Here are some excerpts I found particularly pertinent:

“Christian prayer is at the same time always authentically personal and communitarian. It flees from impersonal techniques or from concentrating on oneself, which can create a kind of rut, imprisoning the person praying in a spiritual privatism which is incapable of a free openness to the transcendental God. Within the Church, in the legitimate search for new methods of meditation it must always be borne in mind that the essential element of authentic Christian prayer is the meeting of two freedoms, the infinite freedom of God with the finite freedom of man.”

“Without doubt, a Christian needs certain periods of retreat into solitude to be recollected and, in God’s presence, rediscover his path. Nevertheless, given his character as a creature, and as a creature who knows that only in grace is he secure, his method of getting closer to God is not based on any “technique” in the strict sense of the word. That would contradict the spirit of childhood called for by the Gospel. Genuine Christian mysticism has nothing to do with technique: it is always a gift of God, and the one who benefits from it knows himself to be unworthy.”

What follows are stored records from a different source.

//! Storage layer for tiered metric summaries
//!
//! A bucket store keeps, per entity and per tier, an ordered set of buckets
//! keyed by their aligned start. The tiered store keeps every tier consistent
//! on each write and plans reads across tiers.
//!
//! ```text
//! persist ──▶ BufferedStore (optional) ──▶ TieredStore ──▶ BucketStore
//!                                           │   │            (memory / redis)
//!                                  Lock ◀───┘   └──▶ QueryOptimizer
//! ```
//!
//! # Key Components
//!
//! - **BucketStore**: Backend contract (ordered bucket reads, batched writes)
//! - **MemoryBucketStore**: In-process backend
//! - **TieredStore**: Lock-guarded read-merge-write and planned reads
//! - **BufferedStore**: Per-slice write buffer in front of any `DataStore`

use async_trait::async_trait;
use regex::Regex;
use std::collections::{BTreeMap, HashMap};

use crate::error::{Result, StorageError};
use crate::metric::{EntityMeta, Metrics, RecordType, Timeslice};
use crate::metric::Number;
use crate::types::{Period, Timestamp};

/// Buffered write path
pub mod buffered;
/// In-memory bucket store
pub mod memory;
/// Tier orchestration
pub mod tiered;

pub use buffered::{BufferConfig, BufferedStore};
pub use memory::MemoryBucketStore;
pub use tiered::{StoreConfig, TieredStore};

/// Stored fields of a bucket, without record types
pub type BucketFields = HashMap<String, Number>;

/// One stored bucket
#[derive(Debug, Clone, PartialEq)]
pub struct BucketRecord {
    /// Aligned bucket start
    pub key: Timestamp,
    /// Metric values
    pub fields: BucketFields,
}

impl BucketRecord {
    /// Strip record types off `metrics` for storage
    pub fn from_metrics(key: Timestamp, metrics: &Metrics) -> Self {
        Self {
            key,
            fields: metrics
                .iter()
                .map(|(name, metric)| (name.clone(), metric.value))
                .collect(),
        }
    }
}

/// Everything one persist writes, applied together
#[derive(Debug, Clone, Default, PartialEq)]
pub struct WriteBatch {
    /// New bucket values per tier
    pub buckets: BTreeMap<Period, Vec<BucketRecord>>,
    /// Metric names to register in the entity meta
    pub meta: Vec<(String, RecordType)>,
}

impl WriteBatch {
    /// Empty batch
    pub fn new() -> Self {
        Self::default()
    }

    /// Stage a bucket write
    pub fn put(&mut self, period: Period, record: BucketRecord) {
        self.buckets.entry(period).or_default().push(record);
    }

    /// Total staged buckets
    pub fn bucket_count(&self) -> usize {
        self.buckets.values().map(Vec::len).sum()
    }

    /// True if nothing is staged
    pub fn is_empty(&self) -> bool {
        self.meta.is_empty() && self.bucket_count() == 0
    }
}

/// Backend holding buckets and entity meta
///
/// Reads return buckets ordered by key. A batch must become visible to
/// readers as a whole.
#[async_trait]
pub trait BucketStore: Send + Sync {
    /// Buckets of `period` whose key lies in `[start, end]`, ascending
    async fn read_bucket_range(
        &self,
        entity: &str,
        period: Period,
        start: Timestamp,
        end: Timestamp,
    ) -> std::result::Result<Vec<BucketRecord>, StorageError>;

    /// Registered metric types of `entity` (empty if unknown)
    async fn read_meta(&self, entity: &str) -> std::result::Result<EntityMeta, StorageError>;

    /// Apply a batch of bucket writes and meta registrations
    async fn write_batch(
        &self,
        entity: &str,
        batch: WriteBatch,
    ) -> std::result::Result<(), StorageError>;

    /// Every entity with stored data
    async fn entities(&self) -> std::result::Result<Vec<String>, StorageError>;

    /// Backend name for logs
    fn name(&self) -> &'static str;
}

/// Read and write surface offered to ingestion and query callers
#[async_trait]
pub trait DataStore: Send + Sync {
    /// Record `metrics` for `entity` at `timestamp` in every tier
    async fn persist(&self, entity: &str, timestamp: Timestamp, metrics: &Metrics) -> Result<()>;

    /// Summary of everything recorded for `entity` in `[start, end]`
    async fn find(&self, entity: &str, start: Timestamp, end: Timestamp) -> Result<Metrics>;

    /// The `period` bucket containing `instant`
    async fn find_period_at(
        &self,
        entity: &str,
        period: Period,
        instant: Timestamp,
    ) -> Result<Vec<Timeslice>>;

    /// Non-empty `period` buckets between `start` and `end`, ascending
    async fn find_period(
        &self,
        entity: &str,
        period: Period,
        start: Timestamp,
        end: Timestamp,
    ) -> Result<Vec<Timeslice>>;

    /// Every `period` bucket between `start` and `end`, empty ones included
    async fn slices(
        &self,
        entity: &str,
        period: Period,
        start: Timestamp,
        end: Timestamp,
    ) -> Result<Vec<Timeslice>>;

    /// Entity ids with stored data, optionally filtered, sorted
    async fn entities(&self, pattern: Option<&Regex>) -> Result<Vec<String>>;
}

“Some physical exercises automatically produce a feeling of quiet and relaxation, pleasing sensations, perhaps even phenomena of light and of warmth, which resemble spiritual well-being. To take such feelings for the authentic consolations of the Holy Spirit would be a totally erroneous way of conceiving the spiritual life. Giving them a symbolic significance typical of the mystical experience, when the moral condition of the person concerned does not correspond to such an experience, would represent a kind of mental schizophrenia which could also lead to psychic disturbance and, at times, to moral deviations.”

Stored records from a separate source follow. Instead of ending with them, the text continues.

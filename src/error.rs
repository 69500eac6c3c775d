//! Error types for the rollup store

use thiserror::Error;

use crate::metric::RecordType;
use crate::types::Timestamp;

/// Main error type for the store
#[derive(Error, Debug)]
pub enum Error {
    /// Input rejected before any work was done
    #[error("Validation error: {0}")]
    Validation(#[from] ValidationError),

    /// Lock acquisition or ownership failure
    #[error("Lock error: {0}")]
    Lock(#[from] LockError),

    /// Backend read or write failure
    #[error("Storage error: {0}")]
    Storage(#[from] StorageError),

    /// The circuit breaker refused the operation
    #[error("Fail-fast: {0}")]
    FailFast(#[from] FailFastError),

    /// Configuration error
    #[error("Configuration error: {0}")]
    Configuration(#[from] ConfigError),

    /// IO error
    #[error("IO error: {0}")]
    Io(#[from] std::io::Error),

    /// Serialization error
    #[error("Serialization error: {0}")]
    Serialization(String),
}

impl Error {
    /// True if retrying the same operation later may succeed
    ///
    /// Validation failures and ownership violations are permanent; backend
    /// outages, an open breaker and lock contention are not.
    pub fn is_retryable(&self) -> bool {
        match self {
            Error::Storage(_) | Error::FailFast(_) | Error::Io(_) => true,
            Error::Lock(e) => matches!(e, LockError::RetriesExhausted { .. }),
            _ => false,
        }
    }

    /// True for errors caused by the input itself
    pub fn is_validation(&self) -> bool {
        matches!(self, Error::Validation(_))
    }
}

impl From<serde_json::Error> for Error {
    fn from(e: serde_json::Error) -> Self {
        Error::Serialization(e.to_string())
    }
}

/// Validation errors
///
/// Reported synchronously, never retried, and never leave partial effects.
#[derive(Error, Debug, Clone, PartialEq)]
pub enum ValidationError {
    /// Entity id uses the reserved `__name__` form
    #[error("Entity id '{0}' is reserved")]
    ReservedEntity(String),

    /// Metric name uses the reserved `__name__` form
    #[error("Metric name '{0}' is reserved")]
    ReservedMetric(String),

    /// Range with start after end
    #[error("Invalid range: start {start} is after end {end}")]
    InvalidRange {
        /// Requested start (ms since epoch)
        start: Timestamp,
        /// Requested end (ms since epoch)
        end: Timestamp,
    },

    /// A metric name was already registered for the entity with another type
    #[error(
        "Metric '{metric}' of entity '{entity}' is registered as {registered}, cannot write it as {requested}"
    )]
    TypeConflict {
        /// Entity id
        entity: String,
        /// Metric name
        metric: String,
        /// Type recorded in the entity's meta
        registered: RecordType,
        /// Type of the rejected write
        requested: RecordType,
    },

    /// Two metrics of different types were combined
    #[error("Cannot combine a {existing} metric with a {incoming} metric")]
    TypeMismatch {
        /// Type of the receiving metric
        existing: RecordType,
        /// Type of the incoming metric
        incoming: RecordType,
    },

    /// No configured tier can answer the request
    #[error("There are no supported summarization periods")]
    NoSupportedPeriods,

    /// Unknown period or record type name
    #[error("Unknown {kind} '{value}'")]
    UnknownName {
        /// What was being parsed
        kind: &'static str,
        /// Offending input
        value: String,
    },

    /// Malformed metric name pattern
    #[error("Invalid pattern '{pattern}': {reason}")]
    InvalidPattern {
        /// The pattern as given
        pattern: String,
        /// Regex compiler message
        reason: String,
    },
}

/// Lock errors
#[derive(Error, Debug, Clone, PartialEq, Eq)]
pub enum LockError {
    /// Gave up after the bounded number of acquisition attempts
    #[error("Unable to acquire lock '{name}' after {attempts} attempts")]
    RetriesExhausted {
        /// Lock name
        name: String,
        /// Attempts made
        attempts: u32,
    },

    /// Release called by a caller that does not hold the lock
    #[error("Lock '{0}' is not held by the caller")]
    NotOwner(String),

    /// The shared lock expired and was taken by someone else
    #[error("Lock '{0}' turned out to be someone else's")]
    Stolen(String),

    /// The shared cache backing the lock failed
    #[error("Lock backend error: {0}")]
    Backend(String),
}

/// Storage backend errors
#[derive(Error, Debug, Clone, PartialEq, Eq)]
pub enum StorageError {
    /// Could not reach the backend
    #[error("Connection error: {0}")]
    Connection(String),

    /// Backend command failed
    #[error("Backend error: {0}")]
    Backend(String),

    /// Stored value could not be decoded
    #[error("Corrupted record at '{key}': {reason}")]
    Corrupted {
        /// Backend key of the record
        key: String,
        /// Decode failure
        reason: String,
    },

    /// The backend did not answer in time
    #[error("Operation timed out: {0}")]
    Timeout(String),
}

/// Circuit breaker errors
#[derive(Error, Debug, Clone, PartialEq, Eq)]
pub enum FailFastError {
    /// The breaker is open
    #[error("Failing fast for another {remaining_ms}ms (last failure: {})", .cause.as_deref().unwrap_or("unknown"))]
    Open {
        /// Time left in the backoff window
        remaining_ms: i64,
        /// Description of the failure that opened the breaker
        cause: Option<String>,
    },
}

/// Configuration errors
#[derive(Error, Debug, Clone, PartialEq, Eq)]
pub enum ConfigError {
    /// Config file could not be read
    #[error("Failed to read config file '{path}': {reason}")]
    Read {
        /// File path
        path: String,
        /// IO error text
        reason: String,
    },

    /// Config file could not be parsed
    #[error("Failed to parse config: {0}")]
    Parse(String),

    /// Config values are inconsistent
    #[error("Invalid configuration: {0}")]
    Invalid(String),
}

/// Result type alias
pub type Result<T> = std::result::Result<T, Error>;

“The love of God, the sole object of Christian contemplation, is a reality which cannot be “mastered” by any method or technique. On the contrary, we must always have our sights fixed on Jesus Christ, in whom God’s love went to the cross for us and there assumed even the condition of estrangement from the Father (cf. Mk 13:34). We therefore should allow God to decide the way he wishes to have us participate in his love. But we can never, in any way, seek to place ourselves on the same level as the object of our contemplation. the free love of God; not even when, through the mercy of God the Father and the Holy Spirit sent into our hearts, we receive in Christ the gracious gift of a sensible reflection of that divine love and we feel drawn by the truth and beauty and goodness of the Lord.”

Now, I would invite you to read the full article. I don’t agree with the tone, I think it is a bit too boundary maintenance focussed, but, insofar as Christians should exercise discernment in this I think the document does make some important points, and more, that Protestant and Orthodox mystics should engage with it. The points which I have highlighted above are ones which I have already made elsewhere on this blog, as a Protestant, and it is these commonalities I want to draw attention too.